318 points by speckx 4 days ago


https://web.archive.org/web/20260603023617/https://www.acdw....

HiPhish - 4 days ago

> I am now generating this website with Clojure

As everyone knows, you are not a true lisper until you have written your own static site generator.

It gave me such a great high with how easy it was to add my own "templating engine" on top, implemented all using macros. The downside is that the crash came hard; there is so much more to a good static site generator such as optimizing the output, supporting scoped CSS, server-side rendering of SPA framework components, and of course integration with the Node ecosystem (for better or for worse there is just so much useful stuff). I have since moved over to Astro. It's still fascinating how far I was able to push my own SSG all by myself though.

Jeaye - 4 days ago

Once you learn Clojure's syntax and semantics, you're no longer bound to the JVM. There's ClojureScript (JS), ClojureCLR, ClojureDart, jank (C++), Basilisp (Python), babashka (SCI), and many others. This means that, if you don't know Java or don't like the JVM, you can likely use Clojure wherever you already feel most comfortable.

For the most part, any Clojure code which doesn't use host interop will work on all dialects. Clojure also has support for conditional code, depending on the current dialect.

This is one of Clojure's superpowers.

pgt - 4 days ago

> "I do wish there were an easier way to move in the ]}]})))}-ness of block ends though."

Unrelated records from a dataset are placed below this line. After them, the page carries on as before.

//! VERITAS Engine Entry Point
//!
//! Reads one JSON `MessageRecord` per line from stdin, stores it, runs both
//! detection tracks through the job queues and prints every detection as a
//! JSON line on stdout. Logs go to stderr.

use std::sync::Arc;
use std::time::Duration;

use tokio::io::{AsyncBufReadExt, BufReader};
use tokio::sync::watch;
use tokio::task::JoinSet;
use veritas_core::{
    JobOutput, JobPayload, MessageRecord, PipelineConfig, ProviderSettings, VeritasResult,
    WebSearchService,
};
use veritas_engine::constants::{
    DRIVER_JOB_TIMEOUT_SECS, DRIVER_SHUTDOWN_GRACE_SECS, SERVICE_GENERATION, SERVICE_WEB_ANSWER,
};
use veritas_engine::telemetry::{init_tracing, TelemetryConfig};
use veritas_engine::{
    maintenance_task, JobHandle, JobQueues, PipelineContext, PipelineJobHandler, Upstreams,
};
use veritas_llm::{
    BraveSearchProvider, OpenAIClient, OpenAIGenerationProvider, PerplexityAnswerProvider,
};
use veritas_storage::InMemoryMessageStore;

#[tokio::main]
async fn main() -> VeritasResult<()> {
    let telemetry_config = TelemetryConfig::from_env();
    if let Err(e) = init_tracing(&telemetry_config) {
        eprintln!("tracing disabled: {}", e);
    }

    let config = PipelineConfig::from_env()?;
    let providers = ProviderSettings::from_env()?;
    tracing::info!(?providers, "Configuration loaded");

    let ctx = Arc::new(PipelineContext::new(
        config.clone(),
        Arc::new(InMemoryMessageStore::new()),
        build_upstreams(&providers),
    ));

    let handler = Arc::new(PipelineJobHandler::new(Arc::clone(&ctx)));
    let queues = JobQueues::start(&config.queues, handler);

    let (shutdown_tx, shutdown_rx) = watch::channel(false);
    let maintenance = tokio::spawn(maintenance_task(
        Arc::clone(&ctx),
        config.maintenance.clone(),
        shutdown_rx,
    ));

    let mut pending = JoinSet::new();
    let mut lines = BufReader::new(tokio::io::stdin()).lines();

    loop {
        let line = tokio::select! {
            line = lines.next_line() => line,
            _ = tokio::signal::ctrl_c() => {
                tracing::info!("Shutdown signal received");
                break;
            }
        };

        let line = match line {
            Ok(Some(line)) => line,
            Ok(None) => break,
            Err(e) => {
                tracing::error!(error = %e, "Failed to read stdin");
                break;
            }
        };
        if line.trim().is_empty() {
            continue;
        }

        let record: MessageRecord = match serde_json::from_str(&line) {
            Ok(record) => record,
            Err(e) => {
                tracing::warn!(error = %e, "Skipping malformed input line");
                continue;
            }
        };

        if let Err(e) = ctx.ingest(&record).await {
            tracing::warn!(message_id = record.id, error = %e, "Message not ingested");
            continue;
        }

        let payloads = [
            JobPayload::ContradictionCheck {
                message: record.clone(),
            },
            JobPayload::MisinformationCheck { message: record },
        ];
        for payload in payloads {
            match queues.submit_default(payload) {
                Ok(handle) => {
                    pending.spawn(print_detection(handle));
                }
                Err(e) => tracing::error!(error = %e, "Failed to submit detection job"),
            }
        }
    }

    while pending.join_next().await.is_some() {}

    let drained = tokio::time::timeout(
        Duration::from_secs(DRIVER_SHUTDOWN_GRACE_SECS),
        queues.shutdown(),
    )
    .await;
    if drained.is_err() {
        tracing::warn!("Job queues did not drain before the grace period ended");
    }

    let _ = shutdown_tx.send(true);
    if let Err(e) = maintenance.await {
        tracing::warn!(error = %e, "Maintenance task failed");
    }

    match serde_json::to_string(&ctx.health()) {
        Ok(health) => tracing::info!(%health, "Pipeline stopped"),
        Err(e) => tracing::warn!(error = %e, "Pipeline stopped; health not serializable"),
    }
    Ok(())
}

fn build_upstreams(providers: &ProviderSettings) -> Upstreams {
    let generation_client = OpenAIClient::new(
        SERVICE_GENERATION,
        providers.generation_api_key.clone(),
        providers.requests_per_minute,
    )
    .with_base_url(providers.generation_base_url.clone())
    .with_timeout(providers.request_timeout);

    let answer_key = providers
        .answer_api_key
        .as_ref()
        .unwrap_or(&providers.generation_api_key)
        .clone();
    let answer_client =
        OpenAIClient::new(SERVICE_WEB_ANSWER, answer_key, providers.requests_per_minute)
            .with_base_url(providers.answer_base_url.clone())
            .with_timeout(providers.request_timeout);

    let web_search = providers.search_api_key.as_ref().map(|key| {
        Arc::new(
            BraveSearchProvider::new(key.clone())
                .with_base_url(providers.search_base_url.clone())
                .with_timeout(providers.request_timeout),
        ) as Arc<dyn WebSearchService>
    });

    Upstreams {
        generation: Arc::new(OpenAIGenerationProvider::new(generation_client)),
        web_answer: Arc::new(PerplexityAnswerProvider::new(
            answer_client,
            providers.answer_model.clone(),
        )),
        web_search,
    }
}

async fn print_detection(handle: JobHandle) {
    let output = handle
        .await_completion(Duration::from_secs(DRIVER_JOB_TIMEOUT_SECS))
        .await;
    if let Some(JobOutput::Detection(Some(result))) = output {
        match serde_json::to_string(&result) {
            Ok(line) => println!("{}", line),
            Err(e) => tracing::warn!(error = %e, "Failed to serialize detection"),
        }
    }
}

If he means navigating the AST, there is Parinfer: https://shaunlebron.github.io/parinfer/

Paredit / Parinfer ruined other languages for me. It lets you navigate up/down/in/out of the Clojure AST with keyboard commands and mutate those expressions, e.g. "Split" will split open the current data structure you're in: `(a| b)` =Split=> `(a)| (b)`, where | is caret. Join is the inverse, and it works for all data structures.

pdimitar - 4 days ago

With respect, this topic in particular has been beaten to death.

I too liked Clojure when I tried it some years ago (agreed on the composition and data structures; both are _great_). But the real value-add is in the runtime, not the syntax. Java has a solid runtime but it's not yet as good as Erlang's, maybe even not up to the standards of Golang -- I am talking concurrency / parallelism here (for memory management I have no doubts Java is very good). And I know: green threads and stuff. Well, call me when you can do what Erlang / Golang can do. Then I'll look again, very seriously too.

Programming language syntax scarcely matters. It does to some extent but we the programmers tend to over-romanticize it. The runtime and its properties are the much better thing to optimize for.